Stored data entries
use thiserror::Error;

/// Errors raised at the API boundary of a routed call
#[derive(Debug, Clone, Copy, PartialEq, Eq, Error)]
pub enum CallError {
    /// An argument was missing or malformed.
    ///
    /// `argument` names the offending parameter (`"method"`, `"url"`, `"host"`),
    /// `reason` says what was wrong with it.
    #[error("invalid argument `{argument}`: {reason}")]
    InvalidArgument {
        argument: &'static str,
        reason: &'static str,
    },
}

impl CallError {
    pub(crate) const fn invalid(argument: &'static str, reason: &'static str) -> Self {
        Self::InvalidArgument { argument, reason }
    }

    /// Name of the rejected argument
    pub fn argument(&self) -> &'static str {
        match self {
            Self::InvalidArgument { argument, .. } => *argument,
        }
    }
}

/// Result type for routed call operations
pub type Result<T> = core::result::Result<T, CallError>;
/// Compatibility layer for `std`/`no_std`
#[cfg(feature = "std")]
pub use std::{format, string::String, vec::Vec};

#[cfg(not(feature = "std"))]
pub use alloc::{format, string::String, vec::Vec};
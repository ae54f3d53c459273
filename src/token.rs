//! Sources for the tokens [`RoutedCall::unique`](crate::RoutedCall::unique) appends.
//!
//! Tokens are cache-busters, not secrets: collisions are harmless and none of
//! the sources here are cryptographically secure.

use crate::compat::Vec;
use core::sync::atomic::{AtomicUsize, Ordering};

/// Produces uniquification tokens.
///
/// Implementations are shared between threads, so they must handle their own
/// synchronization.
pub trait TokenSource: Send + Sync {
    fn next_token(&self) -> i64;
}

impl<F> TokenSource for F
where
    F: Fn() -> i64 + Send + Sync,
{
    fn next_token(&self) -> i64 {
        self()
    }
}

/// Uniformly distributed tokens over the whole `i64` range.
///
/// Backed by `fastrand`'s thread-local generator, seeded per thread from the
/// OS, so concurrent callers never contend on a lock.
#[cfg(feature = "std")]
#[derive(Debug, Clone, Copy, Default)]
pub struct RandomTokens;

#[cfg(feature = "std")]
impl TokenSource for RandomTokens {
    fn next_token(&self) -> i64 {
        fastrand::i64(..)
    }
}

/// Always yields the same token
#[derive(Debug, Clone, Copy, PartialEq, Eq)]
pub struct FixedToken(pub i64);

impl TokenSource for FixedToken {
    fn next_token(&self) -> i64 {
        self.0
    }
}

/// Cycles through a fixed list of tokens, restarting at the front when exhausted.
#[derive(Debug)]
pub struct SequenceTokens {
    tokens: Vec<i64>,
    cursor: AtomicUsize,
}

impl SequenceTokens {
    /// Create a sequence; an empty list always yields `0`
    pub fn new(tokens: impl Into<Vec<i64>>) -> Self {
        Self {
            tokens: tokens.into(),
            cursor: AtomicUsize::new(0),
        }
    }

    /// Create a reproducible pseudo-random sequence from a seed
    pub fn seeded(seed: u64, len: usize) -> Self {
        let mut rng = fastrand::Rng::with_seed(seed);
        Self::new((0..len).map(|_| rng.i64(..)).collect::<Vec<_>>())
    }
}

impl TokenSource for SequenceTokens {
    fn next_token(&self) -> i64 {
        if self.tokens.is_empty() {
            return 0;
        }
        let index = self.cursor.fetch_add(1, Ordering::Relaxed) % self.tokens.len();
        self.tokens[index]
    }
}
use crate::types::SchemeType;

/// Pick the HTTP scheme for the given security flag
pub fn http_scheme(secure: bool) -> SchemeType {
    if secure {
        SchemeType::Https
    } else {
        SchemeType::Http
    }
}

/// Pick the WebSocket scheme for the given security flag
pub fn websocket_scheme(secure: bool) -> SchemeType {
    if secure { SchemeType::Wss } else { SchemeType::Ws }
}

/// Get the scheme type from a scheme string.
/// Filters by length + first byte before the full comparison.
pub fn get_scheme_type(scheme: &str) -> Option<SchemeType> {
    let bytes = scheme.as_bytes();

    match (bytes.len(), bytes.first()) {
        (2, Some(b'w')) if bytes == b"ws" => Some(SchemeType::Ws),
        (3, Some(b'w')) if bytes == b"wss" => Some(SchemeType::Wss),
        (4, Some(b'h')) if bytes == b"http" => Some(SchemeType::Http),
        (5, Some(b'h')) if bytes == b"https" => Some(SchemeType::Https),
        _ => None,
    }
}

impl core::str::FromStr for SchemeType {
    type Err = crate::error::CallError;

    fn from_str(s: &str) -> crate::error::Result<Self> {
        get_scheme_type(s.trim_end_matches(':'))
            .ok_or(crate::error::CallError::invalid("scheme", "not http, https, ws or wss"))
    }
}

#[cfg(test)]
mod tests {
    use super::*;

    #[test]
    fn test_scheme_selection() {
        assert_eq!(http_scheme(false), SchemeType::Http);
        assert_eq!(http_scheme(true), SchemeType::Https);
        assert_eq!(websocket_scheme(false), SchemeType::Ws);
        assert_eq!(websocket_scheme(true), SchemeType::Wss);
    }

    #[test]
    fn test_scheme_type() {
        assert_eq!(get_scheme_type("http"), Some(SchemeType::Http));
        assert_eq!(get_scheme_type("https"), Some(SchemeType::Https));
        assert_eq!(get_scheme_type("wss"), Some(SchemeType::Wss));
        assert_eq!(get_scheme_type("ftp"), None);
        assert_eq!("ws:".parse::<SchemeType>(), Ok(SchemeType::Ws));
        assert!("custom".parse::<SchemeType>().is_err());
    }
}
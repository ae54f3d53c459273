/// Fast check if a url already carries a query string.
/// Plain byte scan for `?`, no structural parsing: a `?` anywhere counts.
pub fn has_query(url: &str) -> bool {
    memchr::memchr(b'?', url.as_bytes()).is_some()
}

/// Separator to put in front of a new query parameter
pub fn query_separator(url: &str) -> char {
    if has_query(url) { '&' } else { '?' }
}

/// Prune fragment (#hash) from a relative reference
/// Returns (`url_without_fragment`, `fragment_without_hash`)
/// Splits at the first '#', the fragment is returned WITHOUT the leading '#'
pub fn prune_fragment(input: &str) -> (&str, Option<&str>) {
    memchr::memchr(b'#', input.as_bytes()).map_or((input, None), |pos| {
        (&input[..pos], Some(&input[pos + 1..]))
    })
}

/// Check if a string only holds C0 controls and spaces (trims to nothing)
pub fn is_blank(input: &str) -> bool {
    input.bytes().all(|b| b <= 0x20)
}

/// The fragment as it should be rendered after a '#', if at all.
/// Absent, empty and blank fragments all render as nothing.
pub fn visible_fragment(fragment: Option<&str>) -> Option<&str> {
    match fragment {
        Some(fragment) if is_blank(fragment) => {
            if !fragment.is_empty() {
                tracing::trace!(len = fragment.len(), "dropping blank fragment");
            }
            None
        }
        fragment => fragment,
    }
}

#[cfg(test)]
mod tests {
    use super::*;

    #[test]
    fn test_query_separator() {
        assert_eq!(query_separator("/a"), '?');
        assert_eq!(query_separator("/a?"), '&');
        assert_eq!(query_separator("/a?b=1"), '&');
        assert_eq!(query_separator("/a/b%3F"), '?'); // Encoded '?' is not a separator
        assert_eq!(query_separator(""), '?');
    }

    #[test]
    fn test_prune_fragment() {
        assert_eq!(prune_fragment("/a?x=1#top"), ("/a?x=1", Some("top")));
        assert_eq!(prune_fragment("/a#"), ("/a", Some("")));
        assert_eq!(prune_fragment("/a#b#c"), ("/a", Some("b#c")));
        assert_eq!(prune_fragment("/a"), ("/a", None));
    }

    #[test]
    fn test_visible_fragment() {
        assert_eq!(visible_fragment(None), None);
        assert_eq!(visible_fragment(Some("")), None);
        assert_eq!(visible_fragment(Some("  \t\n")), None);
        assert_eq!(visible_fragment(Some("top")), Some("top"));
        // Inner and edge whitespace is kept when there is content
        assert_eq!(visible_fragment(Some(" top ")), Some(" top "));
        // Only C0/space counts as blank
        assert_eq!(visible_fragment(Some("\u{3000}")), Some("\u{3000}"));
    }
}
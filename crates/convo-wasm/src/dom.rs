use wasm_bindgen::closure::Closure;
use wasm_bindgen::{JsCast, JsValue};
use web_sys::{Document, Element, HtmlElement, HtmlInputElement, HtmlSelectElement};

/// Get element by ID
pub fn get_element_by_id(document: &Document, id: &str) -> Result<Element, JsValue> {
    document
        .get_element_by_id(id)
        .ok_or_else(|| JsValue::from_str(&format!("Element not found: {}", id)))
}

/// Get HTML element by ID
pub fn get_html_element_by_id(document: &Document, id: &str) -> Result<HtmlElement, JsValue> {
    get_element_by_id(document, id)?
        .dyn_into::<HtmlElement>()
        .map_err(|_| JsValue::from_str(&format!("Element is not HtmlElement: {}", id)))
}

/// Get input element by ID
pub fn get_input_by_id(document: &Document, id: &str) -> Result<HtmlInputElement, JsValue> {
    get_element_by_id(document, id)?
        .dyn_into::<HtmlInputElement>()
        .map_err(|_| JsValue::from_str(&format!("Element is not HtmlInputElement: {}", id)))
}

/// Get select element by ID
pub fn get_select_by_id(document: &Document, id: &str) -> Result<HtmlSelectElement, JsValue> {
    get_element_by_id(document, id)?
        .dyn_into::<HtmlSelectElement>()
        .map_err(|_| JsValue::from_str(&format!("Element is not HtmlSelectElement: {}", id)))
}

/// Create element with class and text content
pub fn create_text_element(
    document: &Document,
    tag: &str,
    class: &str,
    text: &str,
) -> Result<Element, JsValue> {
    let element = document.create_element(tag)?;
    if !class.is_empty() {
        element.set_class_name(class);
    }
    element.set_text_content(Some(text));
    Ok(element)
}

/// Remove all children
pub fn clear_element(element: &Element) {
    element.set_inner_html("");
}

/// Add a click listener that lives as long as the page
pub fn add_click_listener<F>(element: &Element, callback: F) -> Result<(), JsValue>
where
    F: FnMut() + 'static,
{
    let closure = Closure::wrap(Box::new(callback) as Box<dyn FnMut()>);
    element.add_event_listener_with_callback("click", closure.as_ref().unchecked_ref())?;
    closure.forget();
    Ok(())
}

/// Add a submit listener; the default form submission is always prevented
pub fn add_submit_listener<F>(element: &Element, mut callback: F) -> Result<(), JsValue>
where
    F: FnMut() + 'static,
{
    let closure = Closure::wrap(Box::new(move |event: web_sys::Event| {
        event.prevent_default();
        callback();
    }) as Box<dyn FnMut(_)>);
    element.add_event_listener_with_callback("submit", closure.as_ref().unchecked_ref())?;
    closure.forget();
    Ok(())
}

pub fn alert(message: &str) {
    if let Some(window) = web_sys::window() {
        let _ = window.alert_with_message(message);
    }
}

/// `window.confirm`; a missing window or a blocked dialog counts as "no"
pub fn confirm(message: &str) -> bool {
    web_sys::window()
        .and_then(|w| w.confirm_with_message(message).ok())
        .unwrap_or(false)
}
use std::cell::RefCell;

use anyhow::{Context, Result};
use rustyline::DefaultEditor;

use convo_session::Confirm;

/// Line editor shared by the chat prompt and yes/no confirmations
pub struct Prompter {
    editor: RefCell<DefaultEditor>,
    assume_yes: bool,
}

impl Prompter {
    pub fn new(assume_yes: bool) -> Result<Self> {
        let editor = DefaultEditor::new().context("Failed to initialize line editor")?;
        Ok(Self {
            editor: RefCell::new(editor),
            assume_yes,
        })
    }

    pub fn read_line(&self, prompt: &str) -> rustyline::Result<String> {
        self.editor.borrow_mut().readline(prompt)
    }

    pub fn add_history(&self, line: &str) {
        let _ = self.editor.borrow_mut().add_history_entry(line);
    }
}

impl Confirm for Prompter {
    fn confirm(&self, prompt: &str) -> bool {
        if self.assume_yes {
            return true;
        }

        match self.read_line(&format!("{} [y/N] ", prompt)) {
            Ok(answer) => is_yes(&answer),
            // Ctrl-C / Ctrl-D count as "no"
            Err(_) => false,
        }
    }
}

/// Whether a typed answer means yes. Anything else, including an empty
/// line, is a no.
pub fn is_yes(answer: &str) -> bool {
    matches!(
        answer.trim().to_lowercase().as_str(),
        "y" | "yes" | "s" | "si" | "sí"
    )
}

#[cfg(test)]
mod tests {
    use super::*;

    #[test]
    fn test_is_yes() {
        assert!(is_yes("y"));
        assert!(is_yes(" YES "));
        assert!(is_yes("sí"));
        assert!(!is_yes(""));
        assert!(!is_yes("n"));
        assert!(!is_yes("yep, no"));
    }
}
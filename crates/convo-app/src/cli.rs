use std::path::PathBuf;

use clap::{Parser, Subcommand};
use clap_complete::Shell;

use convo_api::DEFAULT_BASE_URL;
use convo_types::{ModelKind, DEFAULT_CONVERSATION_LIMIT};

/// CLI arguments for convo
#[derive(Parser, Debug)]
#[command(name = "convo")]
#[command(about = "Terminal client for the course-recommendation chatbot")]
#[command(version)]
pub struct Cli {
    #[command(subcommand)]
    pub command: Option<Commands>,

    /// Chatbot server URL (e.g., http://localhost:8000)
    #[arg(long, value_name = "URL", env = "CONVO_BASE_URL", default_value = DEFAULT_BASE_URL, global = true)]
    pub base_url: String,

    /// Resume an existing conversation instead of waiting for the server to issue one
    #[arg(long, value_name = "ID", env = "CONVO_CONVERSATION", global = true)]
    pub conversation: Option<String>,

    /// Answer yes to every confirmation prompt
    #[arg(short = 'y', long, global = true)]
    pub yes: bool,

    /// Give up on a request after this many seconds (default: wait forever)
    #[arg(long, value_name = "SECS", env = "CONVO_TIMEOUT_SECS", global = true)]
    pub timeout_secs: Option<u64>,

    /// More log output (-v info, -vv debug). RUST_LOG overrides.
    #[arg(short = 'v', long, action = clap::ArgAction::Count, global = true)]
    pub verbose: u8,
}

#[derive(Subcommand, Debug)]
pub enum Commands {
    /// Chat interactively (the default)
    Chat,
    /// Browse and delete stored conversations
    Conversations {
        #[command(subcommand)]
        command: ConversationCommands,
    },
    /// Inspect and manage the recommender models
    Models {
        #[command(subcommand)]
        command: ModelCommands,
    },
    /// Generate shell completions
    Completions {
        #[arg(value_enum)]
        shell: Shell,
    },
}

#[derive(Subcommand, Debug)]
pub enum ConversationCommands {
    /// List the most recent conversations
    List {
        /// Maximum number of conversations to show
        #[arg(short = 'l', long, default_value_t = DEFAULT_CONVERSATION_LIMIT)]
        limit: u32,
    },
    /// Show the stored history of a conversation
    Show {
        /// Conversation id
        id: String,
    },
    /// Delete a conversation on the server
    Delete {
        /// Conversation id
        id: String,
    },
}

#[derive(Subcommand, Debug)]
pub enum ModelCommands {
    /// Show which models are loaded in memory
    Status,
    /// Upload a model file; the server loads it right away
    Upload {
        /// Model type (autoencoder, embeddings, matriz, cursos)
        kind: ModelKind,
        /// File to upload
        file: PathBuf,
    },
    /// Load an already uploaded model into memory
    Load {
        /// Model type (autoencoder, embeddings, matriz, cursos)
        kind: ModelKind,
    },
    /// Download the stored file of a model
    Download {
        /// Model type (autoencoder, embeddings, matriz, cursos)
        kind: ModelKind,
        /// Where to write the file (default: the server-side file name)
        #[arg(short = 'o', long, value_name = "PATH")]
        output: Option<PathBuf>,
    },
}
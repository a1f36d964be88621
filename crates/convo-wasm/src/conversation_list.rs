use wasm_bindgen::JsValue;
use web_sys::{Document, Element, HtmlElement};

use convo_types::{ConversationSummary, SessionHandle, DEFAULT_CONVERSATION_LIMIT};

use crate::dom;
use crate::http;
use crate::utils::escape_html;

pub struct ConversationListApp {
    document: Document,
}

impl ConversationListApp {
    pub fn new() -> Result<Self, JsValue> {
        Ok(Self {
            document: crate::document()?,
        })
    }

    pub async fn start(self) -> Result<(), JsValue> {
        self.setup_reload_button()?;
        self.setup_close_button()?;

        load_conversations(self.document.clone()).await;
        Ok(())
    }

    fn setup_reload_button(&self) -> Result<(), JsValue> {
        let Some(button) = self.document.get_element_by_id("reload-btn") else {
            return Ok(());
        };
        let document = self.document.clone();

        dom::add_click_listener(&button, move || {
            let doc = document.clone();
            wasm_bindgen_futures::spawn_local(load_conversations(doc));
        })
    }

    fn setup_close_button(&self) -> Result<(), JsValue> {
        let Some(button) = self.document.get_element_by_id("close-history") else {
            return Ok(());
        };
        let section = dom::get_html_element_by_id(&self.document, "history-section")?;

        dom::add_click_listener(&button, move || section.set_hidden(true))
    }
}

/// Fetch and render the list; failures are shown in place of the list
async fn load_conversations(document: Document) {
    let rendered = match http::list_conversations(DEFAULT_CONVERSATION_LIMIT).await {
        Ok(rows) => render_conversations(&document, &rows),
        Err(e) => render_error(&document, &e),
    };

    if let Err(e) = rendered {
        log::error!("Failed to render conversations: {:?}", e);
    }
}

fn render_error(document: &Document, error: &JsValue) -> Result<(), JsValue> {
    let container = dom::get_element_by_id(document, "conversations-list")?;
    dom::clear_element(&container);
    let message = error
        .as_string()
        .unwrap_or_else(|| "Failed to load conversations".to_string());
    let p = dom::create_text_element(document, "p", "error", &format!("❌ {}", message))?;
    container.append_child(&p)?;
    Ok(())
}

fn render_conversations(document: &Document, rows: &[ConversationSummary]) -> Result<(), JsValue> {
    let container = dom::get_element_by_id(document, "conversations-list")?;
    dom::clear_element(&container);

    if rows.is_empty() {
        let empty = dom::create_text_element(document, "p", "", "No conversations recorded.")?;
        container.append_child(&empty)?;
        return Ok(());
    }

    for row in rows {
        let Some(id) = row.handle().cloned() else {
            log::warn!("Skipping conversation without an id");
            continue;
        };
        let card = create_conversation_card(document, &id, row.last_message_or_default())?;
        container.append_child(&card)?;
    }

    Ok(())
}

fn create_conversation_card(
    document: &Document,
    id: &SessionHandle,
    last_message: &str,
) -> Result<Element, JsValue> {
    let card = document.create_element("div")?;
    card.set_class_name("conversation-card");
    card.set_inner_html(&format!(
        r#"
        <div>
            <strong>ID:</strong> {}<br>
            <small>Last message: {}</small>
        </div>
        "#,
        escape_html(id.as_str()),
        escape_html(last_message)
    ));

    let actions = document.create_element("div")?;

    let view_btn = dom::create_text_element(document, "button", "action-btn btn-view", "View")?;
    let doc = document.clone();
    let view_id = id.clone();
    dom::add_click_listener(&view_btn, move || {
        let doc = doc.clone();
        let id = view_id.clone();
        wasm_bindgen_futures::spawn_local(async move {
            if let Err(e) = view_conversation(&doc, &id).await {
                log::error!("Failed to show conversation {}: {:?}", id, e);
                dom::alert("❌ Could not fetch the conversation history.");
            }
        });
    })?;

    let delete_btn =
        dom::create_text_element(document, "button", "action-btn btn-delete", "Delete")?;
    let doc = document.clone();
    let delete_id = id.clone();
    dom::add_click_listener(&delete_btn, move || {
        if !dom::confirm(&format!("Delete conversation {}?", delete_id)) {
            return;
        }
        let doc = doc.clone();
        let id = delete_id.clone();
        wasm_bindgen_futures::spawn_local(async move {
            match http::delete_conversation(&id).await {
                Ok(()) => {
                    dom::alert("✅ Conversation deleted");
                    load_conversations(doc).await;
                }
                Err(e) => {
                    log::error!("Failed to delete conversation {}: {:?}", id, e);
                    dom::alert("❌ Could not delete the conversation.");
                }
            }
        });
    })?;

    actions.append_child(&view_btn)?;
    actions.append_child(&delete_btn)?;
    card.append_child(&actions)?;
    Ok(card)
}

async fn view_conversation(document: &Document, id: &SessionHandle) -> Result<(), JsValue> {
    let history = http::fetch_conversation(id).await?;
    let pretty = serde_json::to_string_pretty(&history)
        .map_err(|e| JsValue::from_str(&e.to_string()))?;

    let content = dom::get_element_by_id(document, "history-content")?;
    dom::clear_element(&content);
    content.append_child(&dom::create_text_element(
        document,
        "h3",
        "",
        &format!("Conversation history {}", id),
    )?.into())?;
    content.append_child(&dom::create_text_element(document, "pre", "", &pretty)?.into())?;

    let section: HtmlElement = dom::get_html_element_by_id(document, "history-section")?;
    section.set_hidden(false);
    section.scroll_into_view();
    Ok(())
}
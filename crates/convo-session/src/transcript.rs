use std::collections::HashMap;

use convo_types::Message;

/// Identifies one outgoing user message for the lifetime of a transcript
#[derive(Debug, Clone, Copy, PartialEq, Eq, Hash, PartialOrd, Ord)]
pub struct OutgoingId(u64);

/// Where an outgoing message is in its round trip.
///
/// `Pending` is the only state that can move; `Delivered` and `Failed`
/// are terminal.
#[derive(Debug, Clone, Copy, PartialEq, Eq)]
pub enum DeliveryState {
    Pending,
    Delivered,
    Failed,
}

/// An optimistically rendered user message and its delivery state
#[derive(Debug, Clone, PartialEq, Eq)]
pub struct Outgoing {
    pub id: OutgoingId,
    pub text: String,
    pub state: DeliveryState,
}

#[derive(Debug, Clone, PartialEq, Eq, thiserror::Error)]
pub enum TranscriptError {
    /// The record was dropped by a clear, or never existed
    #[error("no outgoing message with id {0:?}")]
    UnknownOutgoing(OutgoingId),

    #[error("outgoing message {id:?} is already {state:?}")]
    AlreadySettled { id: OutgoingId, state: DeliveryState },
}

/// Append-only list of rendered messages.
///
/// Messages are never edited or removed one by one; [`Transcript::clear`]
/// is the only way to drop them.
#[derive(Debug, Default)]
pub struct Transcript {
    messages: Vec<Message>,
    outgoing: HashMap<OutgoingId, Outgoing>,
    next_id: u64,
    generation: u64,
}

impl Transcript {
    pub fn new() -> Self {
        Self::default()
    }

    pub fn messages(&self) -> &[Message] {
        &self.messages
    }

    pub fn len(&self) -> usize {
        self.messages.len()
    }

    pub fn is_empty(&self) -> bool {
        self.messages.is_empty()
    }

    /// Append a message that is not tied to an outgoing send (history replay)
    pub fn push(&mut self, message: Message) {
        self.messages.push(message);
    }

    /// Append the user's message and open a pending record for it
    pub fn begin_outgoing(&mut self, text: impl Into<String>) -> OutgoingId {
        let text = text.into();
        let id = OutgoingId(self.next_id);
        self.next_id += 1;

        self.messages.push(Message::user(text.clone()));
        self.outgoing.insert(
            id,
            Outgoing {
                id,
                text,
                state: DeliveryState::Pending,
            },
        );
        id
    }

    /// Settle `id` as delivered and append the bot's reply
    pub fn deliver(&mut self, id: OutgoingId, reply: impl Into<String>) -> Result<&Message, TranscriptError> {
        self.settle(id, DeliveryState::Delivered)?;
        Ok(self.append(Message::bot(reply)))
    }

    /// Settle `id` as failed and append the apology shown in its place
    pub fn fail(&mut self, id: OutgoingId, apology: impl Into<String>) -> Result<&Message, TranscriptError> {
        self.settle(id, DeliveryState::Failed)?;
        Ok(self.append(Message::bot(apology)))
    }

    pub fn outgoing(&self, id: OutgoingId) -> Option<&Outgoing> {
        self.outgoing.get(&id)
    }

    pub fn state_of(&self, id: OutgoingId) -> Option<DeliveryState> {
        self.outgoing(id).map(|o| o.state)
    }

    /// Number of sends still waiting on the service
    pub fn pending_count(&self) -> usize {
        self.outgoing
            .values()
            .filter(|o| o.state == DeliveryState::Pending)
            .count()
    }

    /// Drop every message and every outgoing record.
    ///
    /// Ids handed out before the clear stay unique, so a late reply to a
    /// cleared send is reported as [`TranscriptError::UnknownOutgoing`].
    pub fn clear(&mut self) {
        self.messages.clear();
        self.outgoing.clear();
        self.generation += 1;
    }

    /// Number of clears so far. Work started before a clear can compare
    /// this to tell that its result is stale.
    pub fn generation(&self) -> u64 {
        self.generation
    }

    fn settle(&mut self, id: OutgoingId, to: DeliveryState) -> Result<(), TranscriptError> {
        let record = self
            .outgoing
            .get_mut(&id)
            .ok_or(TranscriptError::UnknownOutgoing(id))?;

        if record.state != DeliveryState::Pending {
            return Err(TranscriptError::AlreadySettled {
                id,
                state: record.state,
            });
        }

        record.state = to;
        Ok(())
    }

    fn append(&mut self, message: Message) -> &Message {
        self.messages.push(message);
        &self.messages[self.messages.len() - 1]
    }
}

* Task to carry out:
Using the records above, find the number of lines that contain the string "fastrand", and give that number without further comment.

* Task result:
3